This was my original submission for AHS18. (See https://youtu.be/q-II2vBGn8U for the talk, and https://jevohealth.com/journal/vol3/iss1/11/ for the paper that came out of this work.)

This submission demonstrates the level of detail that an extended abstract can provide to allow the committee to see what your talk will entail. If there is any doubt, this can reassure the committee that you've thought it through, and give a flavour of the quality you will provide. This is especially helpful if you haven't given a talk before, or if the subject is unfamiliar.

The Carnivore Conference, like AHS, does not require an extended abstract, but if well written, it can give you an advantage.

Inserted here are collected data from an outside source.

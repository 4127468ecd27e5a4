//! Generic four-component vectors with overflow-safe length and
//! normalization.

#[macro_use]
mod macros;

pub mod num;
pub mod vector;

pub use num::{Float, Scalar};
pub use vector::{
    Vec3, Vec3d, Vec3f, Vec3i, Vec3i64, Vec3s, Vec4, Vec4d, Vec4f, Vec4i, Vec4i64, Vec4s, Vector,
    VectorError,
};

Inuit Ketosis and the Arctic Variant of CPT1A: data, mechanisms, and evolutionary implications

Abstract

Inuit peoples are among the many cultures with a traditional diet of predominantly animal sourced foods and negligible carbohydrate. One might expect, then, that they would have been in ketosis most of the time. Some historical evidence suggests otherwise, leading to intense debate. Because the Inuit have been treated as an archetype and historical precedent for nutritional ketosis, stakes in this outcome appear high. If even the Inuit were not in ketosis, it seems that adopting a long-term, ketogenic lifestyle may be misguided, perhaps even dangerous. In this talk, I will present existing literature reporting ketosis measurements in Inuit populations, and explain why they are difficult to interpret. I will delve into research on the CPT1A Arctic variant, its effects on fat metabolism, and its potential selective advantages. Finally I will discuss the relevance of these observations in the broader context of ketosis and historical human diets.

Learning Objectives:

Upon completion of the session, participants will understand:

  1. How dietary confounders and technological limitations complicate historical measurements of ketosis in Inuit people
  2. Why the geographical localisation of the Arctic variant both limits the scope of its relevance and points to a selective pressure other than a genetic push against ketosis
  3. How one function of the arctic variant of CPT1A supports a ketosis-favourable interpretation of the gene.

Extended abstract:

In this talk I will examine the question of whether Inuit peoples are genetically predisposed to avoid ketosis, and what we can conclude about the ketogenic state based on the answer. I will provide evidence for and against the claim, both from historical documents with measurements, and from genetic studies.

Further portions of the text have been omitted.